Because we capture continuations prior to executing communication events and entering stable sections, part of the memory
cost is influenced by representation choices made by the underlying
compiler. Our mechanism would benefit further from a lightweight
low-overhead representation of continuations [35, 3]. Because we
were interested in understanding the worst-case bounds of our approach, graph pruning was not employed to reduce graph size. Despite this constraint, benchmarks such as Swerve that create over
10K threads, and employ non-trivial communication patterns, requires only 5MB to store the communication graph, a roughly 4%
overhead over the memory consumption of the original program.
8. Previous Work
Being able to checkpoint and rollback parts or the entirety of an execution has been the focus of notable research in the database [11]

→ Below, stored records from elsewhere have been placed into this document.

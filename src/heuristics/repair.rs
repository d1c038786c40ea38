//! Repair operators for ALNS.
//!
//! Reinsert removed requests into a partial solution. A request that fits no
//! existing route gets a fresh depot -> pickup -> delivery -> depot route when
//! that route is feasible; otherwise it stays in the unserved pool.

use crate::instance::PDPTWInstance;
use crate::route::{Insertion, Route};
use crate::solution::Solution;
use rand::prelude::*;
use rand_chacha::ChaCha8Rng;
use serde::{Deserialize, Serialize};

#[derive(Debug, Clone, Copy, PartialEq, Eq, Hash, Serialize, Deserialize)]
pub enum RepairOperator {
    RandomInsertion,
    GreedyInsertion,
    RegretInsertion,
}

impl RepairOperator {
    /// Operators in weight-vector order
    pub const ALL: [RepairOperator; 3] = [
        RepairOperator::RandomInsertion,
        RepairOperator::GreedyInsertion,
        RepairOperator::RegretInsertion,
    ];

    pub fn name(&self) -> &'static str {
        match self {
            RepairOperator::RandomInsertion => "Random Insertion",
            RepairOperator::GreedyInsertion => "Greedy Insertion",
            RepairOperator::RegretInsertion => "Regret Insertion",
        }
    }

    /// Reinsert `removed` into a copy of `solution`.
    ///
    /// Unservable requests are skipped. Empty routes are pruned at the end.
    pub fn repair(
        &self,
        instance: &PDPTWInstance,
        solution: &Solution,
        removed: &[usize],
        regret_k: usize,
        regret_penalty: f64,
        rng: &mut ChaCha8Rng,
    ) -> Solution {
        let mut repaired = solution.clone();
        let pending: Vec<usize> = removed.iter().cloned().filter(|&r| instance.is_servable(r)).collect();

        match self {
            RepairOperator::RandomInsertion => random_insertion(instance, &mut repaired, pending, rng),
            RepairOperator::GreedyInsertion => greedy_insertion(instance, &mut repaired, pending),
            RepairOperator::RegretInsertion => {
                regret_insertion(instance, &mut repaired, pending, regret_k, regret_penalty)
            }
        }

        repaired.prune_empty_routes();
        repaired
    }
}

fn place(instance: &PDPTWInstance, solution: &mut Solution, route: usize, request: usize, insertion: &Insertion) {
    solution.routes[route].insert_request(instance, request, insertion);
    solution.unserved.remove(&request);
}

/// Shared fallback: serve the request with a route of its own if possible
fn open_route(instance: &PDPTWInstance, solution: &mut Solution, request: usize) -> bool {
    let route = Route::direct(instance, request);
    if route.is_feasible() {
        solution.routes.push(route);
        solution.unserved.remove(&request);
        true
    } else {
        solution.unserved.insert(request);
        false
    }
}

/// Requests in random order; the first route (in random order) with a feasible
/// slot takes the request at its cheapest position
fn random_insertion(instance: &PDPTWInstance, solution: &mut Solution, mut pending: Vec<usize>, rng: &mut ChaCha8Rng) {
    pending.shuffle(rng);

    for request in pending {
        let mut order: Vec<usize> = (0..solution.routes.len()).collect();
        order.shuffle(rng);

        let target = order.into_iter().find_map(|idx| {
            solution.routes[idx]
                .cheapest_insertion(instance, request)
                .map(|ins| (idx, ins))
        });

        match target {
            Some((idx, ins)) => place(instance, solution, idx, request, &ins),
            None => {
                open_route(instance, solution, request);
            }
        }
    }
}

/// Globally cheapest (request, route) insertion first
fn greedy_insertion(instance: &PDPTWInstance, solution: &mut Solution, mut pending: Vec<usize>) {
    while !pending.is_empty() {
        let mut best: Option<(usize, usize, Insertion)> = None;

        for (i, &request) in pending.iter().enumerate() {
            for (idx, route) in solution.routes.iter().enumerate() {
                if let Some(ins) = route.cheapest_insertion(instance, request) {
                    if best.as_ref().map_or(true, |(_, _, b)| ins.delta < b.delta) {
                        best = Some((i, idx, ins));
                    }
                }
            }
        }

        match best {
            Some((i, idx, ins)) => {
                let request = pending.remove(i);
                place(instance, solution, idx, request, &ins);
            }
            None => {
                let request = pending.remove(0);
                open_route(instance, solution, request);
            }
        }
    }
}

/// Regret of one pending request: cheapest placement and k-th minus best cost
#[derive(Debug)]
struct RegretCandidate {
    pending_idx: usize,
    route: usize,
    insertion: Insertion,
    regret: f64,
    /// Routes able to take the request
    options: usize,
}

/// Gap between the k-th cheapest cost and the cheapest one. Missing ranks cost
/// `penalty` more than the cheapest, so scarce requests rank high whatever
/// the scale of the distances.
fn regret_value(costs: &[f64], k: usize, penalty: f64) -> f64 {
    let Some(&best) = costs.first() else {
        return 0.0;
    };
    let kth = costs.get(k - 1).copied().unwrap_or(best + penalty);
    kth - best
}

/// Pending request with the largest regret. Ties go to the request with fewer
/// feasible routes, then the smaller best cost, then pending order.
fn select_regret(
    instance: &PDPTWInstance,
    solution: &Solution,
    pending: &[usize],
    k: usize,
    penalty: f64,
) -> Option<RegretCandidate> {
    let mut chosen: Option<RegretCandidate> = None;

    for (i, &request) in pending.iter().enumerate() {
        let options: Vec<(usize, Insertion)> = solution
            .routes
            .iter()
            .enumerate()
            .filter_map(|(idx, route)| route.cheapest_insertion(instance, request).map(|ins| (idx, ins)))
            .collect();

        let Some(&(route, insertion)) = options
            .iter()
            .fold(None, |acc: Option<&(usize, Insertion)>, opt| match acc {
                Some(best) if best.1.delta <= opt.1.delta => Some(best),
                _ => Some(opt),
            })
        else {
            continue;
        };

        let mut costs: Vec<f64> = options.iter().map(|(_, ins)| ins.delta).collect();
        costs.sort_by(|a, b| a.total_cmp(b));
        let regret = regret_value(&costs, k, penalty);

        let better = match &chosen {
            None => true,
            Some(c) => {
                regret > c.regret
                    || (regret == c.regret
                        && (options.len() < c.options
                            || (options.len() == c.options && insertion.delta < c.insertion.delta)))
            }
        };
        if better {
            chosen = Some(RegretCandidate {
                pending_idx: i,
                route,
                insertion,
                regret,
                options: options.len(),
            });
        }
    }

    chosen
}

/// Insert the request that would lose the most by waiting
fn regret_insertion(instance: &PDPTWInstance, solution: &mut Solution, mut pending: Vec<usize>, k: usize, penalty: f64) {
    while !pending.is_empty() {
        match select_regret(instance, solution, &pending, k, penalty) {
            Some(c) => {
                let request = pending.remove(c.pending_idx);
                place(instance, solution, c.route, request, &c.insertion);
            }
            None => {
                let request = pending.remove(0);
                open_route(instance, solution, request);
            }
        }
    }
}

#[cfg(test)]
mod tests {
    use super::*;
    use crate::heuristics::destroy::{DestroyOperator, ShawWeights};
    use crate::instance::{fixtures, Site};

    fn build(instance: &PDPTWInstance, op: RepairOperator, seed: u64) -> Solution {
        let mut rng = ChaCha8Rng::seed_from_u64(seed);
        let empty = Solution::with_all_unserved(instance);
        op.repair(instance, &empty, &instance.servable_requests(), 2, 1e6, &mut rng)
    }

    #[test]
    fn test_repair_from_scratch_serves_everything() {
        let instance = fixtures::ring(8);
        for op in RepairOperator::ALL {
            let solution = build(&instance, op, 5);
            assert!(solution.is_feasible(), "{}", op.name());
            assert!(solution.is_consistent(&instance), "{}", op.name());
            assert!(solution.routes.iter().all(|r| !r.is_empty()));
        }
    }

    #[test]
    fn test_unservable_request_left_in_pool() {
        let instance = fixtures::with_oversized_request();
        let mut rng = ChaCha8Rng::seed_from_u64(1);
        let empty = Solution::with_all_unserved(&instance);
        for op in RepairOperator::ALL {
            let solution = op.repair(&instance, &empty, &[0, 1, 2], 2, 1e6, &mut rng);
            assert_eq!(solution.unserved.iter().cloned().collect::<Vec<_>>(), vec![1]);
            assert!(solution.is_admissible(&instance));
            assert!(!solution.is_feasible());
        }
    }

    #[test]
    fn test_destroy_repair_never_splits_requests() {
        let instance = fixtures::ring(10);
        let mut rng = ChaCha8Rng::seed_from_u64(11);
        let mut solution = build(&instance, RepairOperator::GreedyInsertion, 0);

        for step in 0..60 {
            let destroy = DestroyOperator::ALL[step % 4];
            let repair = RepairOperator::ALL[step % 3];
            let (partial, removed) = destroy.destroy(&instance, &solution, 1 + step % 5, &ShawWeights::default(), &mut rng);
            assert!(partial.is_consistent(&instance));
            solution = repair.repair(&instance, &partial, &removed, 2, 1e6, &mut rng);
            assert!(solution.is_consistent(&instance));
            assert!(solution.is_feasible());
        }
    }

    #[test]
    fn test_regret_two_matches_greedy_for_single_request() {
        let instance = fixtures::ring(8);
        let base = build(&instance, RepairOperator::GreedyInsertion, 0);
        let mut rng = ChaCha8Rng::seed_from_u64(2);

        for request in 0..instance.num_requests() {
            let mut partial = base.clone();
            partial.remove_request(&instance, request);

            let greedy = RepairOperator::GreedyInsertion.repair(&instance, &partial, &[request], 2, 1e6, &mut rng);
            let regret = RepairOperator::RegretInsertion.repair(&instance, &partial, &[request], 2, 1e6, &mut rng);

            let greedy_nodes: Vec<Vec<usize>> = greedy.routes.iter().map(|r| r.nodes.clone()).collect();
            let regret_nodes: Vec<Vec<usize>> = regret.routes.iter().map(|r| r.nodes.clone()).collect();
            assert_eq!(greedy_nodes, regret_nodes, "request {}", request);
        }
    }

    #[test]
    fn test_greedy_prefers_cheapest_route() {
        let instance = fixtures::two_requests();
        let mut solution = Solution::with_all_unserved(&instance);
        solution.routes.push(Route::direct(&instance, 0));
        solution.unserved.remove(&0);
        let mut rng = ChaCha8Rng::seed_from_u64(1);

        let repaired = RepairOperator::GreedyInsertion.repair(&instance, &solution, &[1], 2, 1e6, &mut rng);
        // sharing the route costs less than a second route of 40
        assert_eq!(repaired.routes.len(), 1);
        assert!(repaired.is_feasible());
        assert!(repaired.distance() < 80.0);
    }

    #[test]
    fn test_regret_value_pads_relative_to_best() {
        assert_eq!(regret_value(&[4.0, 9.0, 20.0], 2, 1e6), 5.0);
        assert_eq!(regret_value(&[4.0, 9.0, 20.0], 3, 1e6), 16.0);
        assert_eq!(regret_value(&[2.0e7], 2, 1e6), 1e6);
        assert_eq!(regret_value(&[2.0e7, 2.05e7], 3, 1e6), 1e6);
        assert_eq!(regret_value(&[], 2, 1e6), 0.0);
    }

    /// Two routes whose only request spans the whole horizon at the depot, so
    /// new requests must nest inside it. Request 0 loads 8, request 1 loads 1.
    /// Request 2 (load 5, far away) only fits the second route; request 3
    /// (load 2, next to the depot) fits both at the same cost.
    fn scarce_and_flexible() -> (PDPTWInstance, Solution) {
        let horizon = 1e8;
        let instance = PDPTWInstance::builder("scarce", 10)
            .depot(Site::new(0.0, 0.0).with_window(0.0, horizon))
            .request(
                Site::new(0.0, 0.0).with_window(0.0, 0.0),
                Site::new(0.0, 0.0).with_window(horizon, horizon),
                8,
            )
            .request(
                Site::new(0.0, 0.0).with_window(0.0, 0.0),
                Site::new(0.0, 0.0).with_window(horizon, horizon),
                1,
            )
            .request(Site::new(1e7, 0.0), Site::new(1e7, 1.0), 5)
            .request(Site::new(1.0, 0.0), Site::new(2.0, 0.0), 2)
            .build()
            .unwrap();

        let mut solution = Solution::with_all_unserved(&instance);
        for request in [0, 1] {
            solution.routes.push(Route::direct(&instance, request));
            solution.unserved.remove(&request);
        }
        (instance, solution)
    }

    #[test]
    fn test_regret_prefers_single_option_request_with_large_costs() {
        let (instance, solution) = scarce_and_flexible();
        assert!(solution.routes.iter().all(|r| r.is_feasible()));
        assert!(solution.routes[0].cheapest_insertion(&instance, 2).is_none());
        let only = solution.routes[1].cheapest_insertion(&instance, 2).unwrap();
        assert!(only.delta > 1e6);

        let chosen = select_regret(&instance, &solution, &[3, 2], 2, 1e6).unwrap();
        assert_eq!(chosen.pending_idx, 1);
        assert_eq!(chosen.route, 1);
        assert_eq!(chosen.options, 1);
        assert!((chosen.regret - 1e6).abs() < 1e-6);

        let mut rng = ChaCha8Rng::seed_from_u64(4);
        let repaired = RepairOperator::RegretInsertion.repair(&instance, &solution, &[3, 2], 2, 1e6, &mut rng);
        assert!(repaired.is_feasible());
        assert_eq!(repaired.routes.len(), 2);
        assert_eq!(repaired.route_of(&instance, 2), Some(1));
    }
}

as well as parallel and distributed computing communities [14, 23,
25]. Reverting to previous state provides a measure of fault tolerance for long-running applications [37]. Classically, checkpoints
have been used to provide fault tolerance for long-running, critical
executions, for example in scientific computing [2] but have been
typically regarded as heavyweight entities to construct and maintain.
Recent work in the programming languages community has explored abstractions and mechanisms closely related to stabilizers
and their implementation for maintaining consistent state in distributed environments [15], detecting deadlocks [10], and gracefully dealing with unexpected termination of communicating tasks
in a concurrent environment [16]. For example, kill-safe thread abstractions [16] provide a mechanism to allow cooperating threads
to operate even in the presence of abnormal termination. Stabilizers can be used for a similar goal, although the means by which
this goal is achieved is quite different. Stabilizers rely on unrolling
thread dependencies of affected threads to ensure consistency instead of employing specific runtime mechanisms to reclaim resources. In general, the work presented here is distinguished from
these other efforts in its focus on defining a coordinated safe checkpointing scheme for concurrent programs, but we believe stabilizers
can also be used as a substrate upon which the techniques suggested
by these other efforts could be expressed.
In addition to stabilizers, functional language implementations
have utilized continuations for similar tasks. For example, Tolmach
and Appel [38] describe a debugging mechanism for SML/NJ that
utilized captured continuations to checkpoint the target program at
given time intervals. This work was later extended [39] to support
multithreading, and was used to log non-deterministic thread events
to provide replay abilities.
10
Another possibility for fault recovery is micro-reboot [8], a finegrained technique for surgically recovering faulty application components which relies critically on the separation of data recovery
and application recovery. Micro-reboot allows for a system to be
restarted without ever being shut down by rebooting separate components. Such a recovery mechanism can greatly reduce downtime
for applications whose availability is critical. Unlike checkpointing schemes, which attempt to restore a program to a consistent
state within the running application, micro-reboot quickly restarts
an application component. However, micro-reboot suffers the same
problems that plague most transparent fault recovery mechanisms;
namely, such constructs are ignorant of program semantics, resulting in their use only when an error becomes a system fault.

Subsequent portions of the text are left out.